Homeopathy comes from the Greek words homeo [similar] and pathos [suffering from disease]. The logic behind homeopathic drugs comes from the idea that disease symptoms can be cured with small doses of substances that inflict the same symptoms in healthy people.
According to Food and Drug Administration, FDA, the homeopathic drug companies have seen a surge of popularity in the recent times, something which can pose a threat to people taking the drugs.
Homeopathic drugs are not subject to the same scrutiny that lab derived drugs must overcome prior to coming to market. Homeopathic drugs are not required to demonstrate effectiveness, that is that they actually alleviate symptoms, prior coming out onto the market.
They can be subject to evaluation after coming out onto market, but currently the FDA does not have the authority to remove homeopathic drugs that are demonstrated to be ineffective or harmful.
Recently, the drug company Hyland has come under fire from the FDA to remove one of its products from market designed to alleviate gum pain in teething infants. In a study from 2006 to 2016, the FDA collected data that demonstrated that the product could pose harmful, and even deadly to infants.
Parents who gave their infants this product reported twitching in the limbs, seizures and even death following administration of the drug. Unfortunately, it is difficult for the FDA to prove that homeopathic drugs are effective or harmful.

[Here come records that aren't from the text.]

//! Fetch, mount, interact, unmount and remount an explore view without a
//! browser: the layout engine and the network are both in-memory.

use std::cell::{Cell, RefCell};
use std::rc::Rc;
use std::sync::Arc;

use futures::executor::block_on;
use futures::future::{FutureExt, LocalBoxFuture};
use kb_explorer::api::ApiClient;
use kb_explorer::config::AppConfig;
use kb_explorer::context::ExploreContext;
use kb_explorer::error::Result;
use kb_explorer::view_state::dto::ViewportDto;
use kb_explorer::view_state::{
	CameraTransform, EngineEvent, GraphEvent, LayoutAdapter, LayoutEngine, LayoutPlan,
	LayoutPositions, ManualScheduler, MountPhase, Point, ViewKey, ViewportSource,
};

const N1_N2: &str = r#"{
	"nodes": [
		{"uid": "N1", "title": "Graphs", "kind": "Topic"},
		{"uid": "N2", "title": "Tree traversal", "kind": "Skill"}
	],
	"edges": [{"source": "N1", "target": "N2", "kind": "contains"}],
	"center_uid": "N1",
	"depth": 1
}"#;

/// Answers every request immediately with the same body and counts calls.
#[derive(Default)]
struct CountingSource {
	calls: Cell<usize>,
}

impl ViewportSource for CountingSource {
	fn viewport(&self, _key: &ViewKey) -> LocalBoxFuture<'static, Result<ViewportDto>> {
		self.calls.set(self.calls.get() + 1);
		futures::future::ready(ViewportDto::from_json(N1_N2)).boxed_local()
	}
}

/// Places cold nodes on a line and keeps warm seeds where they are.
#[derive(Default)]
struct ScriptEngine {
	plan: Option<LayoutPlan>,
	camera: CameraTransform,
	positions: LayoutPositions,
	focused: Option<String>,
	moves: Vec<CameraTransform>,
	events: Vec<EngineEvent>,
}

impl ScriptEngine {
	fn build(plan: LayoutPlan) -> Self {
		let positions = plan
			.nodes
			.iter()
			.enumerate()
			.map(|(i, node)| {
				let placed = Point::new(40.0 * i as f64, -15.0 * i as f64);
				(node.id.clone(), node.seed.unwrap_or(placed))
			})
			.collect();
		Self {
			plan: Some(plan),
			positions,
			..Default::default()
		}
	}
}

impl LayoutEngine for ScriptEngine {
	fn camera(&self) -> CameraTransform {
		self.camera
	}

	fn move_to(&mut self, camera: CameraTransform) {
		self.camera = camera;
		self.moves.push(camera);
		self.events.push(EngineEvent::AnimationFinished);
	}

	fn focus(&mut self, node_id: &str, scale: f64) {
		self.focused = Some(node_id.to_string());
		self.camera.scale = scale;
	}

	fn positions(&self) -> LayoutPositions {
		self.positions.clone()
	}

	fn drain_events(&mut self) -> Vec<EngineEvent> {
		std::mem::take(&mut self.events)
	}
}

fn context() -> (Rc<CountingSource>, ExploreContext) {
	let source = Rc::new(CountingSource::default());
	let ctx = ExploreContext::with_source(AppConfig::default(), ApiClient::new(""), source.clone());
	(source, ctx)
}

fn adapter(ctx: &ExploreContext) -> Rc<RefCell<LayoutAdapter<ScriptEngine>>> {
	Rc::new(RefCell::new(LayoutAdapter::new(ctx.config.layout.clone())))
}

#[test]
fn remount_restores_the_view_the_user_left() {
	let (source, ctx) = context();
	let key = ViewKey::new("N1", 1);

	// First visit: network, cold start focused on the selection.
	let session = ctx.session();
	let snapshot = block_on(session.load(key.clone())).unwrap();
	assert_eq!(source.calls.get(), 1);
	assert_eq!(snapshot.nodes.len(), 2);
	assert_eq!(snapshot.nodes[0].category, "concept");
	assert_eq!(snapshot.nodes[1].category, "skill");

	let first = adapter(&ctx);
	assert!(first.borrow_mut().mount(
		snapshot.clone(),
		"N1",
		&mut ctx.cache.borrow_mut(),
		ScriptEngine::build,
	));
	{
		let view = first.borrow();
		let engine = view.engine().unwrap();
		assert!(!engine.plan.as_ref().unwrap().is_warm());
		assert_eq!(engine.focused.as_deref(), Some("N1"));
	}

	// The user drags N2 and zooms out.
	let zoomed = CameraTransform::new(Point::new(12.0, -4.0), 0.8);
	{
		let mut view = first.borrow_mut();
		let engine = view.engine_mut().unwrap();
		engine.positions.insert("N2".into(), Point::new(300.0, 150.0));
		engine.camera = zoomed;
		engine.events.push(EngineEvent::DragEnd);
		engine.events.push(EngineEvent::Zoom);
	}
	let events = first.borrow_mut().pump();
	assert_eq!(events.last(), Some(&GraphEvent::CameraChanged(zoomed)));

	// Navigate away.
	session.cancel();
	first.borrow_mut().teardown(&mut ctx.cache.borrow_mut());
	assert_eq!(first.borrow().phase(), MountPhase::Flushed);
	{
		let cache = ctx.cache.borrow();
		let entry = cache.read(&key).unwrap();
		assert_eq!(entry.camera, Some(zoomed));
		assert_eq!(
			entry.positions.as_ref().unwrap()["N2"],
			Point::new(300.0, 150.0)
		);
	}

	// Come back: no request, warm start, camera restored after the delay.
	let session = ctx.session();
	let again = block_on(session.load(key.clone())).unwrap();
	assert_eq!(source.calls.get(), 1);
	assert!(Arc::ptr_eq(&snapshot, &again));

	let second = adapter(&ctx);
	let scheduler = ManualScheduler::new();
	second
		.borrow_mut()
		.mount(again, "N1", &mut ctx.cache.borrow_mut(), ScriptEngine::build);
	LayoutAdapter::schedule_restore(&second, &scheduler);
	{
		let view = second.borrow();
		let engine = view.engine().unwrap();
		assert!(engine.plan.as_ref().unwrap().is_warm());
		assert_eq!(engine.focused, None);
		assert_eq!(engine.positions["N2"], Point::new(300.0, 150.0));
	}

	scheduler.run_all();
	assert_eq!(second.borrow().engine().unwrap().moves, vec![zoomed]);
	assert_eq!(
		second.borrow_mut().pump(),
		vec![GraphEvent::CameraChanged(zoomed)]
	);
}

#[test]
fn depth_change_replaces_the_slot() {
	let (source, ctx) = context();
	let session = ctx.session();
	let shallow = ViewKey::new("N1", 1);
	let deep = ViewKey::new("N1", 2);

	let view = adapter(&ctx);
	let snapshot = block_on(session.load(shallow.clone())).unwrap();
	view.borrow_mut()
		.mount(snapshot, "N1", &mut ctx.cache.borrow_mut(), ScriptEngine::build);

	let snapshot = block_on(session.load(deep.clone())).unwrap();
	assert_eq!(snapshot.key(), deep);
	view.borrow_mut()
		.mount(snapshot, "N1", &mut ctx.cache.borrow_mut(), ScriptEngine::build);
	assert_eq!(source.calls.get(), 2);

	// The shallow layout was not written over the deeper snapshot.
	{
		let cache = ctx.cache.borrow();
		assert!(cache.read(&shallow).is_none());
		let entry = cache.read(&deep).unwrap();
		assert_eq!(entry.positions, None);
		assert_eq!(entry.camera, None);
	}

	// Going back is a miss again: one slot only.
	block_on(session.load(shallow)).unwrap();
	assert_eq!(source.calls.get(), 3);
}

#[test]
fn reset_view_refetches_and_starts_cold() {
	let (source, ctx) = context();
	let session = ctx.session();
	let key = ViewKey::new("N1", 1);

	let view = adapter(&ctx);
	let snapshot = block_on(session.load(key.clone())).unwrap();
	view.borrow_mut()
		.mount(snapshot, "N1", &mut ctx.cache.borrow_mut(), ScriptEngine::build);

	let fresh = block_on(session.reload(key.clone())).unwrap();
	assert_eq!(source.calls.get(), 2);
	assert!(view.borrow_mut().mount(
		fresh,
		"N1",
		&mut ctx.cache.borrow_mut(),
		ScriptEngine::build,
	));
	assert!(!view.borrow().engine().unwrap().plan.as_ref().unwrap().is_warm());
	assert_eq!(ctx.cache.borrow().read(&key).unwrap().positions, None);
}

The issue comes from the belief that far fewer incidences are reported than ones that actually occur. Perhaps this discrepancy comes from the misunderstanding or belief that simply because something is natural, it cannot be harmful to you.
Many people are more prepared to jump to the false conclusion that these substances do not interact harmfully with other medications, or cause harm themselves. As an example, one of the ingredients in Hyland’s pain-relieving gel is a known toxin at higher concentrations.
The gel and tablets contain the herb atropa belladonna, colloquially known as deadly nightshade. As mentioned, homeopathic drugs take poisonous substances and dilute them to a point that may prove useful as treatments for certain ailments.
Belladonna, when properly diluted, has been used in the past as an anti-inflammatory, pain reliever and to treat motion sickness. Additionally, it has been used in the past as a poison.
History has demonstrated that the proper use of the herb can provide some benefits, but the FDA’s issue with Hyland was that there was an inconsistent concentration of the ingredient in the product. The FDA then pushed Hyland to address the manufacturing issue.
Hyland eventually agreed to remove the product in Sept. 2016, but only after several warnings from the FDA.
The compound agreed to redesign the manufacturing process and the recipe for the medication. However, it did not concede that the product was in fact harmful, nor did it acknowledge the possibility that its product was responsible for the death and hospitalization of over 300 infants.
Currently the drug is no longer being manufactured, but it was never recalled. Since it was not recalled ,consumers could still buy the product on Amazon and in stores for the last few months.
Currently the FDA is pushing legislation that would grant itself the authority to impose recalls on homeopathic drugs that it demonstrates to be harmful.